#### DESCRIPTION OF THE TASK
Restate the data that follows exactly as it stands, beginning with the first line and ending with the line that contains "filename crates/scan-engine/src/lib.rs".
------
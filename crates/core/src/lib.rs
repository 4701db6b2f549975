#![doc = include_str!("../README.md")]

pub mod config;
pub mod error;
pub mod event;
pub mod metrics;
pub mod pipeline;
pub mod types;

// --- 주요 타입 re-export ---
// 각 모듈의 핵심 타입을 크레이트 루트에서 바로 사용할 수 있도록 합니다.

// 에러
pub use error::{ConfigError, EngineError, ParseError, PipelineError, ScanwardenError};

// 설정
pub use config::ScanwardenConfig;

// 이벤트
pub use event::{Event, EventMetadata, ProgressLevel, ScanEvent, ScanEventKind};

// 파이프라인 trait
pub use pipeline::{HealthStatus, Pipeline};

// 도메인 타입
pub use types::{
    HostInfo, HostState, Intensity, PortInfo, PortState, ResultStatus, ScanConfig, ScanResult,
    ScanStatistics, ScanType,
};
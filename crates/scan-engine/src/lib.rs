#![doc = include_str!("../README.md")]
//!
//! # 모듈 구성
//!
//! - [`error`]: 엔진 에러 타입 (`ScanEngineError`)
//! - [`config`]: 엔진 설정 (`ScanEngineConfig`, 빌더)
//! - [`command`]: 명령줄 빌더 (`CommandBuilder`, `ScanCommand`)
//! - [`parser`]: nmap XML 결과 파서 (`ResultParser` trait, `NmapXmlParser`, 스크립트 해석기)
//! - [`progress`]: 진행률 휴리스틱 (`ProgressHeuristic`, `PhaseProfile`)
//! - [`process`]: 프로세스 컨트롤러 (`NmapProcessController`, `ScanRunner` trait, 프로세스 그룹 시그널)
//! - [`job`]: 작업 상태 머신 (`ScanJob`, `JobStatus`)
//! - [`manager`]: 작업 큐와 워커 (`ScanManager`, `ScanManagerBuilder`, `Pipeline` 구현)
//! - [`target`]: 대상 문자열 분류
//!
//! # 아키텍처
//!
//! ```text
//! ScanConfig --> ScanManager.submit() --> FIFO queue --> worker
//!                                                         |
//!                                             NmapProcessController
//!                                     CommandBuilder --> nmap (process group)
//!                                                   stdout | stderr
//!                                       ProgressHeuristic   XmlCapture --> NmapXmlParser
//!                                                         |
//!                                              broadcast<ScanEvent>
//! ```

pub mod command;
pub mod config;
pub mod error;
pub mod job;
pub mod manager;
pub mod parser;
pub mod process;
pub mod progress;
pub mod target;

// --- 주요 타입 re-export ---

// 매니저
pub use manager::{ScanManager, ScanManagerBuilder};

// 설정
pub use config::{ScanEngineConfig, ScanEngineConfigBuilder};

// 에러
pub use error::ScanEngineError;

// 작업
pub use job::{JobSnapshot, JobStatus, ScanJob};

// 명령줄
pub use command::{CommandBuilder, ScanCommand, validate_port_range};

// 파서
pub use parser::script::{Nbstat, ScriptInterpreter, SmbOsDiscovery};
pub use parser::{NmapXmlParser, ResultParser};

// 진행률
pub use progress::{Band, PhaseProfile, ProgressHeuristic};

// 프로세스
pub use process::signal::{ProcessGroup, SuspendableProcess};
pub use process::{ControlRequest, NmapProcessController, ProgressReporter, RunOutcome, ScanRunner};

// 대상
pub use target::{ParsedTargets, Target, classify_target, normalize_targets, parse_targets};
------
#### OUTPUT OF THE EXERCISE
filename crates/core/src/lib.rs
repository 4701db6b2f549975
#![doc = include_str!("../README.md")]

pub mod config;
pub mod error;
pub mod event;
pub mod metrics;
pub mod pipeline;
pub mod types;

// --- 주요 타입 re-export ---
// 각 모듈의 핵심 타입을 크레이트 루트에서 바로 사용할 수 있도록 합니다.

// 에러
pub use error::{ConfigError, EngineError, ParseError, PipelineError, ScanwardenError};

// 설정
pub use config::ScanwardenConfig;

// 이벤트
pub use event::{Event, EventMetadata, ProgressLevel, ScanEvent, ScanEventKind};

// 파이프라인 trait
pub use pipeline::{HealthStatus, Pipeline};

// 도메인 타입
pub use types::{
    HostInfo, HostState, Intensity, PortInfo, PortState, ResultStatus, ScanConfig, ScanResult,
    ScanStatistics, ScanType,
};
filename crates/scan-engine/src/lib.rs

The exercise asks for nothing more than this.